The entries below hold a line with "#[derive(Args, Debug)]" and a line with "fn write_json<T: Serialize>(value: &T, out: Option<&Path>)". Return those lines and all that lie between them, exactly and only.

DATASET CONTENT START

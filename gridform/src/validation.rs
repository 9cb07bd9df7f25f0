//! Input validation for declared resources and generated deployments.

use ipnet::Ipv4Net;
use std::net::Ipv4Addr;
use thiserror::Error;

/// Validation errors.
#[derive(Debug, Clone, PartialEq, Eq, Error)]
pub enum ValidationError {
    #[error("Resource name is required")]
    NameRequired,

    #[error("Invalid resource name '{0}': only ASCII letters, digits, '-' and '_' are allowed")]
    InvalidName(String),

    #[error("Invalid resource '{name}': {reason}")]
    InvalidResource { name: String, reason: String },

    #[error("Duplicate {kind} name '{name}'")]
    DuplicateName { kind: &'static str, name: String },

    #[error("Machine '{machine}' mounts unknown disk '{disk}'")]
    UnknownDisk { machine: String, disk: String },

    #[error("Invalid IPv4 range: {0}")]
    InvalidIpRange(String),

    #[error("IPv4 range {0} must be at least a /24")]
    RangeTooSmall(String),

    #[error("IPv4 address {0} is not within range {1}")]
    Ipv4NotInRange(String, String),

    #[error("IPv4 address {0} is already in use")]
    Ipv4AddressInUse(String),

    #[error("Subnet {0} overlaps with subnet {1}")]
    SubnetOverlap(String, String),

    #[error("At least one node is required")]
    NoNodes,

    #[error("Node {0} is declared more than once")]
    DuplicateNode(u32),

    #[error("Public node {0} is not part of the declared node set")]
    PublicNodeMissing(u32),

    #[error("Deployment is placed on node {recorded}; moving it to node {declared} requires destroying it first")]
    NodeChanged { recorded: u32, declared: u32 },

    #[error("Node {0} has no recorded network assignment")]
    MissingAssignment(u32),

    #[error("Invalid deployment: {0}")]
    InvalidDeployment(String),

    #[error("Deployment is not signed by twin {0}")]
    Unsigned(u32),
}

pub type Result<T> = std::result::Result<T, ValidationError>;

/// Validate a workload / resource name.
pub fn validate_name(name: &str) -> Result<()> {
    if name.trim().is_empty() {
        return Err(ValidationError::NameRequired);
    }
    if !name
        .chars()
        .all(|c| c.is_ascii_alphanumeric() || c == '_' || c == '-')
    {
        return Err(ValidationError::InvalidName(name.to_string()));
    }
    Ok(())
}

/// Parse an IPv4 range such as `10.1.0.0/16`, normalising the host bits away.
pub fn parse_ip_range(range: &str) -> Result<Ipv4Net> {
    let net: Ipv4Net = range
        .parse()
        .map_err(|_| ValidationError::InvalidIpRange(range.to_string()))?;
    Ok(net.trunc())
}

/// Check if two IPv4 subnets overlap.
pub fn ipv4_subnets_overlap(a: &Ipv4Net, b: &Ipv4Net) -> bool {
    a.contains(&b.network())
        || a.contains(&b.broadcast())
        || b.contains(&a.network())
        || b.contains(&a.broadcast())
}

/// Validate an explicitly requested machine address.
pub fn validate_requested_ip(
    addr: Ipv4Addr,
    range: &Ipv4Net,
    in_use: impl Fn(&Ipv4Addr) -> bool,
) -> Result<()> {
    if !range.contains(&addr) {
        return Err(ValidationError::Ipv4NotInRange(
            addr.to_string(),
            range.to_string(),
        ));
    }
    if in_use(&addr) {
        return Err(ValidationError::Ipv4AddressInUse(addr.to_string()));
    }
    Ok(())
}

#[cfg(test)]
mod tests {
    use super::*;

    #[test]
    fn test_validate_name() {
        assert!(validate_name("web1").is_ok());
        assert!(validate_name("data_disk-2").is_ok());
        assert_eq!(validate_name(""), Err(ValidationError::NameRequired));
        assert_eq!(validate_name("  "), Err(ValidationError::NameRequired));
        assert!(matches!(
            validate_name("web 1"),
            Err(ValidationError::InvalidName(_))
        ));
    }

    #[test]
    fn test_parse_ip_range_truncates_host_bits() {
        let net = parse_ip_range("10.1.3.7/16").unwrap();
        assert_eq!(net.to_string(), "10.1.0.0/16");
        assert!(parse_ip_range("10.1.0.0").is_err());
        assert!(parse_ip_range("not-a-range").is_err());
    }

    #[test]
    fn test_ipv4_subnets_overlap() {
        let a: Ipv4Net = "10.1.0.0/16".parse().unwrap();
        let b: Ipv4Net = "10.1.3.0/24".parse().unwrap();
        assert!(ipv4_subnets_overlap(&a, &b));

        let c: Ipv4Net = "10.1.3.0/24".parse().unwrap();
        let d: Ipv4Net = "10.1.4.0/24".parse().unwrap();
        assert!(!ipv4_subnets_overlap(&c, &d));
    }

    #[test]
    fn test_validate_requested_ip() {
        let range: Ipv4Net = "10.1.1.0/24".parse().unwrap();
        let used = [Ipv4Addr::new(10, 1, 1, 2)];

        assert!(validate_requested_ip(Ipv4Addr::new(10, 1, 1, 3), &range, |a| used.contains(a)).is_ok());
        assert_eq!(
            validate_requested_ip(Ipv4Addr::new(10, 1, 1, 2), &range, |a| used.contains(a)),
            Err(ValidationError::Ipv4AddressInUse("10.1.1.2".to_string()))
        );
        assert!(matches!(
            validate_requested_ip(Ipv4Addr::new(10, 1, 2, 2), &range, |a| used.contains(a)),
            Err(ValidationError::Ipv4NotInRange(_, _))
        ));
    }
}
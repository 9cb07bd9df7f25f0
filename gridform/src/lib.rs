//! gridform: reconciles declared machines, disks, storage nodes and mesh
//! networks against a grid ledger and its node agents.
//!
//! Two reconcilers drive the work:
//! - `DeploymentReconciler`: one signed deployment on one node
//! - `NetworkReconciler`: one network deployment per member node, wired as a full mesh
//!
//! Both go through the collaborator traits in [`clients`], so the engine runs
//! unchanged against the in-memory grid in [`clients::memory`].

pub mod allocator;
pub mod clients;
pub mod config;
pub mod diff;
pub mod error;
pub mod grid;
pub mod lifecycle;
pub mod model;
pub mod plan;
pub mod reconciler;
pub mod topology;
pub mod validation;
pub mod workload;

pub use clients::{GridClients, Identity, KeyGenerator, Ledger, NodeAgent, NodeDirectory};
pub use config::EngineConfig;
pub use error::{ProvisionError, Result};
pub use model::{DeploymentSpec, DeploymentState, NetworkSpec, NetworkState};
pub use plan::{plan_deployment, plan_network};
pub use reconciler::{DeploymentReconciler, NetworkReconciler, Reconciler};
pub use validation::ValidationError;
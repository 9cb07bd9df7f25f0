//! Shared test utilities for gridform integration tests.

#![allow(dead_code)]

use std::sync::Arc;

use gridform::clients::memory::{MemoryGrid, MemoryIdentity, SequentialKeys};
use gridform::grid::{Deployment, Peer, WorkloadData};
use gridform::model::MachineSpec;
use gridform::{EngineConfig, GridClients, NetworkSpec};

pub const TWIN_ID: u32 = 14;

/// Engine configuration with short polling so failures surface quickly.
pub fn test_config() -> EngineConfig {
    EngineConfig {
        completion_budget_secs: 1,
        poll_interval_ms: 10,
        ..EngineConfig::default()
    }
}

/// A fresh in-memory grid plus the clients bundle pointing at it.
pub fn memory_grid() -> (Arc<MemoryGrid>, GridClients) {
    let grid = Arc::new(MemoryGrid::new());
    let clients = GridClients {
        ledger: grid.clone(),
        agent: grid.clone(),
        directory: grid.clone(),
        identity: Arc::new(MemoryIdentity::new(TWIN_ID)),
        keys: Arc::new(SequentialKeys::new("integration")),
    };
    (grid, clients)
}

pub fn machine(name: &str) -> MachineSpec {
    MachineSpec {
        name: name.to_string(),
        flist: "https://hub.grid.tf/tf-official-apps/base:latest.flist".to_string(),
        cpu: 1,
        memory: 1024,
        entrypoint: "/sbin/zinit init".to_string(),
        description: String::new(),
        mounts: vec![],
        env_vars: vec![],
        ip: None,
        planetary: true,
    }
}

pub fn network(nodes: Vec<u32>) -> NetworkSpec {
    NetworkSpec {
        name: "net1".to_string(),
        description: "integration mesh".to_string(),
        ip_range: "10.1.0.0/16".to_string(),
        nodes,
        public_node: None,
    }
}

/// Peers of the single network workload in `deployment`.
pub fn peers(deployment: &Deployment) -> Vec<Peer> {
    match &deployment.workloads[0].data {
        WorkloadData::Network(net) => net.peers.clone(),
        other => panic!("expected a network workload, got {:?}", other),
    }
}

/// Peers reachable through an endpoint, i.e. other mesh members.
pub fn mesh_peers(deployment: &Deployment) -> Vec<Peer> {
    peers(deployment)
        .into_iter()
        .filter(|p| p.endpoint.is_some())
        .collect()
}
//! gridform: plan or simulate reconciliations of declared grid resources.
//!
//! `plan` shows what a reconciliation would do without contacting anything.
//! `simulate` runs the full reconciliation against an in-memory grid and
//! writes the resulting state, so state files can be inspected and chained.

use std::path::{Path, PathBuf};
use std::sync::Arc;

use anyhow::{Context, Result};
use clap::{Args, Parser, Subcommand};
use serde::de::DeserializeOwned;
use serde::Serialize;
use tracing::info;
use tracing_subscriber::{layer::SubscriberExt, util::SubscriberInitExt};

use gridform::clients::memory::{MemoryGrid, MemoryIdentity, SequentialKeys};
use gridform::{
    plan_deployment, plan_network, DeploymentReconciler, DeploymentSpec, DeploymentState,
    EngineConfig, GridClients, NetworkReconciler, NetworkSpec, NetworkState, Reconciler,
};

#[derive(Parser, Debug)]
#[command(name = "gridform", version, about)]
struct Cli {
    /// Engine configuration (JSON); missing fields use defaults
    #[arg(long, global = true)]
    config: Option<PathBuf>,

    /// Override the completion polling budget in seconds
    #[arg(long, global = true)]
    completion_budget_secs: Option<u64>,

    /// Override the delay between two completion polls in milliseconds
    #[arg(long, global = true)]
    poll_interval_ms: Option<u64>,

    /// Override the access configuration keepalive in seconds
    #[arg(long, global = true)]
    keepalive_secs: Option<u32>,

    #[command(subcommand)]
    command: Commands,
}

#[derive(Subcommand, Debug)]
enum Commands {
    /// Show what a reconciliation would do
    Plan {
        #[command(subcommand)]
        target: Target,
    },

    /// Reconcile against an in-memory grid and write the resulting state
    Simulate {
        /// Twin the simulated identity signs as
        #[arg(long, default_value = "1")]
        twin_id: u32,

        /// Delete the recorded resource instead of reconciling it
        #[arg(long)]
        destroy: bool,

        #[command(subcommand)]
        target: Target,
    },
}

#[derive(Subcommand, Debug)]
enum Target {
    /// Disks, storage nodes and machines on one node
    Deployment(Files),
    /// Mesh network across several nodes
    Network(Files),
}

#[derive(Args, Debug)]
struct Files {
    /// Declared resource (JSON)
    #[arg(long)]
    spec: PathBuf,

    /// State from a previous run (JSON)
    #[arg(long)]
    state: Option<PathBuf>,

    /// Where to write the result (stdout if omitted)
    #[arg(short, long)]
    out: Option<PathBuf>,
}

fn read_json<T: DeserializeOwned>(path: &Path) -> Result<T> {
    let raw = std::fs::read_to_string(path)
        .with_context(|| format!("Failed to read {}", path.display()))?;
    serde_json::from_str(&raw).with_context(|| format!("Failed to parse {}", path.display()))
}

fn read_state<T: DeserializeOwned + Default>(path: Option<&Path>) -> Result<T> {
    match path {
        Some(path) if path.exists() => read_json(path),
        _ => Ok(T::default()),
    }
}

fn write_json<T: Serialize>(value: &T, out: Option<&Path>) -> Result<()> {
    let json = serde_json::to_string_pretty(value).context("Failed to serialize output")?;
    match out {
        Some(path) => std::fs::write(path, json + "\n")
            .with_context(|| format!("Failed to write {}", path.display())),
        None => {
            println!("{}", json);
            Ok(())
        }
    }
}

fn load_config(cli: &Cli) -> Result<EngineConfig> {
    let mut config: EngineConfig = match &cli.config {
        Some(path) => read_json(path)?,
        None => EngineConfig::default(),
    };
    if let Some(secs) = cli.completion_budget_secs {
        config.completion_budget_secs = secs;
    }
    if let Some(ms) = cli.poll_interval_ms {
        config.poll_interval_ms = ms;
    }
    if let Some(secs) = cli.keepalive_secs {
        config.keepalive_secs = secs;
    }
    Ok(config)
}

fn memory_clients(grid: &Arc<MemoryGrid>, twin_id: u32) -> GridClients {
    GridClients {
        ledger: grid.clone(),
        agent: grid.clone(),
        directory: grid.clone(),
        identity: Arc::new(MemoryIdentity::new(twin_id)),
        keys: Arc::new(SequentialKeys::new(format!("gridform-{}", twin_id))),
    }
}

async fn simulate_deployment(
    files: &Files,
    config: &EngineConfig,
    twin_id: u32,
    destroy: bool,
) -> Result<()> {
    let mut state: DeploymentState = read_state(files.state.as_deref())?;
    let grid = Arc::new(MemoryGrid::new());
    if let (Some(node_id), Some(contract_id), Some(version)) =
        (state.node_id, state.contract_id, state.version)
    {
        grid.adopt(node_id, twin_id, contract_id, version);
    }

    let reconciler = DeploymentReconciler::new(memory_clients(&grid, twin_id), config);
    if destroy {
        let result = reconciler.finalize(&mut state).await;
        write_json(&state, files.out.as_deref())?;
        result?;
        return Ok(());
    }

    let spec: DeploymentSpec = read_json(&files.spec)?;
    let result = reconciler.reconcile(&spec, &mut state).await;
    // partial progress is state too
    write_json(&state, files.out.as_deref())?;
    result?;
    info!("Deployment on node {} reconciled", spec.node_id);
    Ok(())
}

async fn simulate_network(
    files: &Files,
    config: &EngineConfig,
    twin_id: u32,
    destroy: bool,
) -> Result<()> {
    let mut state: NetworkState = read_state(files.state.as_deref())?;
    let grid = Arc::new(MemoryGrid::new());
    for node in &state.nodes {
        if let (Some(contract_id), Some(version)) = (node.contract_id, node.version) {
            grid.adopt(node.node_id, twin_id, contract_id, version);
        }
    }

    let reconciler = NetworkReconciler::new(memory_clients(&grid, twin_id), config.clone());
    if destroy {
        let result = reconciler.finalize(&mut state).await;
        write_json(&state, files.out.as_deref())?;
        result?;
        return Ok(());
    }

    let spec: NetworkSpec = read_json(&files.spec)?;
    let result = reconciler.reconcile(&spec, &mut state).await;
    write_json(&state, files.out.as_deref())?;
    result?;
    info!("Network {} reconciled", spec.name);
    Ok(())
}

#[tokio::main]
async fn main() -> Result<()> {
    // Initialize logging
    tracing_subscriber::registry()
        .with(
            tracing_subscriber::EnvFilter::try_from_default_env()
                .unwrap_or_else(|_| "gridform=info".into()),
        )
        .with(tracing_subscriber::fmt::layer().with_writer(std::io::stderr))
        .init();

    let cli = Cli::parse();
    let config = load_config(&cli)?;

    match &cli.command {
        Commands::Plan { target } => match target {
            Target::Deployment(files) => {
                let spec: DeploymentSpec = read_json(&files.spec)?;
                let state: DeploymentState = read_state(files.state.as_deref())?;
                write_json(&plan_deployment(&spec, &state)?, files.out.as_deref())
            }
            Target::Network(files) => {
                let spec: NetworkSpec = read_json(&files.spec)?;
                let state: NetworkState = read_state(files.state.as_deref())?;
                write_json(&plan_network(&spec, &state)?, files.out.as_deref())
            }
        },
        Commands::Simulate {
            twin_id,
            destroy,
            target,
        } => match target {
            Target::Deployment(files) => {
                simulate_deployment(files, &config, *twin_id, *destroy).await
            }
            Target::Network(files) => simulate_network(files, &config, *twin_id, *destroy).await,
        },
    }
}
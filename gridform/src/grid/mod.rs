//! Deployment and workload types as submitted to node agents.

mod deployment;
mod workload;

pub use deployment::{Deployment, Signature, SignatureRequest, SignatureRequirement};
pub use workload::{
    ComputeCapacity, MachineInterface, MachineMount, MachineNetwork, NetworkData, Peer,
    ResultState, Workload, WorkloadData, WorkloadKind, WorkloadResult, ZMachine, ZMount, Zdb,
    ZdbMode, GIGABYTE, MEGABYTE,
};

DATASET CONTENT END

■ COMPLETED TASK
#[derive(Args, Debug)]
struct Files {
    /// Declared resource (JSON)
    #[arg(long)]
    spec: PathBuf,

    /// State from a previous run (JSON)
    #[arg(long)]
    state: Option<PathBuf>,

    /// Where to write the result (stdout if omitted)
    #[arg(short, long)]
    out: Option<PathBuf>,
}

fn read_json<T: DeserializeOwned>(path: &Path) -> Result<T> {
    let raw = std::fs::read_to_string(path)
        .with_context(|| format!("Failed to read {}", path.display()))?;
    serde_json::from_str(&raw).with_context(|| format!("Failed to parse {}", path.display()))
}

fn read_state<T: DeserializeOwned + Default>(path: Option<&Path>) -> Result<T> {
    match path {
        Some(path) if path.exists() => read_json(path),
        _ => Ok(T::default()),
    }
}

fn write_json<T: Serialize>(value: &T, out: Option<&Path>) -> Result<()> {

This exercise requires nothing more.